▶ [WORK TO BE COMPLETED]:
Below are records; copy every line among them that contains the word "format".

[[ SUPPLIED RECORDS open ]]

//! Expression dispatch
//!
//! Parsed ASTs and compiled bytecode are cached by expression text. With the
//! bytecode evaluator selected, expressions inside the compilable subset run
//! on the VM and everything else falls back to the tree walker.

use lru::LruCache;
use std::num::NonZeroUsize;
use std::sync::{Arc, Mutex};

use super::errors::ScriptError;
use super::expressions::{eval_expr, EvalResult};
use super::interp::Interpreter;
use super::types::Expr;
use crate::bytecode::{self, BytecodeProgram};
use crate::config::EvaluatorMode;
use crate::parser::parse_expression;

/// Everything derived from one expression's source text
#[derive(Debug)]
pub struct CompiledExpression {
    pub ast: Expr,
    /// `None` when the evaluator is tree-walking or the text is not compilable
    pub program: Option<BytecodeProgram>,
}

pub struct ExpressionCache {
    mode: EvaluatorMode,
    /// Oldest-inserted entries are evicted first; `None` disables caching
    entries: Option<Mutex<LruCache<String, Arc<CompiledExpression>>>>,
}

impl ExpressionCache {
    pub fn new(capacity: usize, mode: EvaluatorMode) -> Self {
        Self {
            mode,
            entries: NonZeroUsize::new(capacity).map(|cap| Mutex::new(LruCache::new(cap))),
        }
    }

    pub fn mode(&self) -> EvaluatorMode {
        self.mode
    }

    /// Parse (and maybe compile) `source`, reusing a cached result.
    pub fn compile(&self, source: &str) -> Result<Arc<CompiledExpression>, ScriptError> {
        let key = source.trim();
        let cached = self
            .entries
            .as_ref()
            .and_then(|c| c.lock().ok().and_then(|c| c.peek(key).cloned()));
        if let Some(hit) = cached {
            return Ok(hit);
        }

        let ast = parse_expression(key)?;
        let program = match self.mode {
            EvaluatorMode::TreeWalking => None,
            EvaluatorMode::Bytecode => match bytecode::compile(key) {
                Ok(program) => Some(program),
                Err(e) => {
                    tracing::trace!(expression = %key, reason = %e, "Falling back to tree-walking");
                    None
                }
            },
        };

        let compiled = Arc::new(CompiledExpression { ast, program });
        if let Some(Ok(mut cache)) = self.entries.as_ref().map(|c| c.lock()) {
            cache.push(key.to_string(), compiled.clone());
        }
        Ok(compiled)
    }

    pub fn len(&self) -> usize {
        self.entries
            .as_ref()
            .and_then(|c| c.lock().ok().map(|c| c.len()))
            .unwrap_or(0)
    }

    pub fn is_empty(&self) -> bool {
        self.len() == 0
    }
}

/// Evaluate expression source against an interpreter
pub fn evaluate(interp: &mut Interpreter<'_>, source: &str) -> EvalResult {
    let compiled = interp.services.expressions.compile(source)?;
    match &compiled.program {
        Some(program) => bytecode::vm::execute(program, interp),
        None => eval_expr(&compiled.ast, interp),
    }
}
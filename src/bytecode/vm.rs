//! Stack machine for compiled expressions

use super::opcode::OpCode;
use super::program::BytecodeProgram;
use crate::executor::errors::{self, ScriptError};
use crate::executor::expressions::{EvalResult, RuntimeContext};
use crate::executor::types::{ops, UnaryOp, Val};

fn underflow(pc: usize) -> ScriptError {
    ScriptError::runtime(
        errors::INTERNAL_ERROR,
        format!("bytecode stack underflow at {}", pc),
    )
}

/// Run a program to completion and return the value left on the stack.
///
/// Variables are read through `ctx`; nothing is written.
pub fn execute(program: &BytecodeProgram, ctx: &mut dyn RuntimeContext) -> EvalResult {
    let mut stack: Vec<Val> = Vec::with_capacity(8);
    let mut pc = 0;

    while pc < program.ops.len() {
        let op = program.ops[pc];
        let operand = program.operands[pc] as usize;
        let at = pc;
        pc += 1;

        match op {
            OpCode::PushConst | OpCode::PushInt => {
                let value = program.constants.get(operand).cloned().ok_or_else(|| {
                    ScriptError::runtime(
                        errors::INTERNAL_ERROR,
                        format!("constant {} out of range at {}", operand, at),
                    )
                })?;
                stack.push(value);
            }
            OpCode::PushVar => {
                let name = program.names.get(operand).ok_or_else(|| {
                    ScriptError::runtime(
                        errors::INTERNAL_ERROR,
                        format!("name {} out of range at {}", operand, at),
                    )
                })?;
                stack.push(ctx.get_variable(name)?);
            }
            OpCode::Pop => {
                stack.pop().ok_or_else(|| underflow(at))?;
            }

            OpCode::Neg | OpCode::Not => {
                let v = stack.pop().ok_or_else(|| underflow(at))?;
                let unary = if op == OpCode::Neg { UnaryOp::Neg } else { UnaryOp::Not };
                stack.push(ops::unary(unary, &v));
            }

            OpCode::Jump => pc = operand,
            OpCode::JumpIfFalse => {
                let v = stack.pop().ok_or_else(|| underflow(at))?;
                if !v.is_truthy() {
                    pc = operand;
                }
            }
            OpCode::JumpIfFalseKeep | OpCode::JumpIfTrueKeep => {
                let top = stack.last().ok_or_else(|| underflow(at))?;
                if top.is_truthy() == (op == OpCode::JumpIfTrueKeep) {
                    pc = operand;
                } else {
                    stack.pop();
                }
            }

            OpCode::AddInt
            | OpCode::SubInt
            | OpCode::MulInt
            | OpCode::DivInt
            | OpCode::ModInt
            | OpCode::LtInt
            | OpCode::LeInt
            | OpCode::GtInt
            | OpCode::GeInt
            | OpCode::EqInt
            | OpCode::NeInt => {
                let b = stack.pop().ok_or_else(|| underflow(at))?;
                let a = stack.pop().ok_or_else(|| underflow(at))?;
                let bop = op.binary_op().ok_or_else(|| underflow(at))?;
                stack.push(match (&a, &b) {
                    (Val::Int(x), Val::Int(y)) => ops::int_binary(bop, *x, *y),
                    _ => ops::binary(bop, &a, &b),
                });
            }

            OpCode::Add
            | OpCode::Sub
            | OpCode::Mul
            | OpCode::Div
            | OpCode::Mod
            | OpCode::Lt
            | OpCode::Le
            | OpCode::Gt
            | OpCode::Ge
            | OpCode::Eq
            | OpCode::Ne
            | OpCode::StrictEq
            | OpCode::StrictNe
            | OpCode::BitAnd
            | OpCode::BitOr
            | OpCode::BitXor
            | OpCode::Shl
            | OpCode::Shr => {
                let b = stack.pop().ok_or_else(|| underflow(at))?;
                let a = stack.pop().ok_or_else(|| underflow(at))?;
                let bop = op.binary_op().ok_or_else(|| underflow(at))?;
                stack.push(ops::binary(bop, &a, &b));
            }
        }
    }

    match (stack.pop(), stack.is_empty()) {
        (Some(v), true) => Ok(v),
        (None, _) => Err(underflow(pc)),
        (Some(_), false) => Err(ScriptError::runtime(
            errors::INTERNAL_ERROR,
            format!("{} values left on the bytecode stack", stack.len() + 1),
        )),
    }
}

[[ SUPPLIED RECORDS closed ]]

▶ [EXERCISE RESPONSE]:
        format!("bytecode stack underflow at {}", pc),
                        format!("constant {} out of range at {}", operand, at),
                        format!("name {} out of range at {}", operand, at),
            format!("{} values left on the bytecode stack", stack.len() + 1),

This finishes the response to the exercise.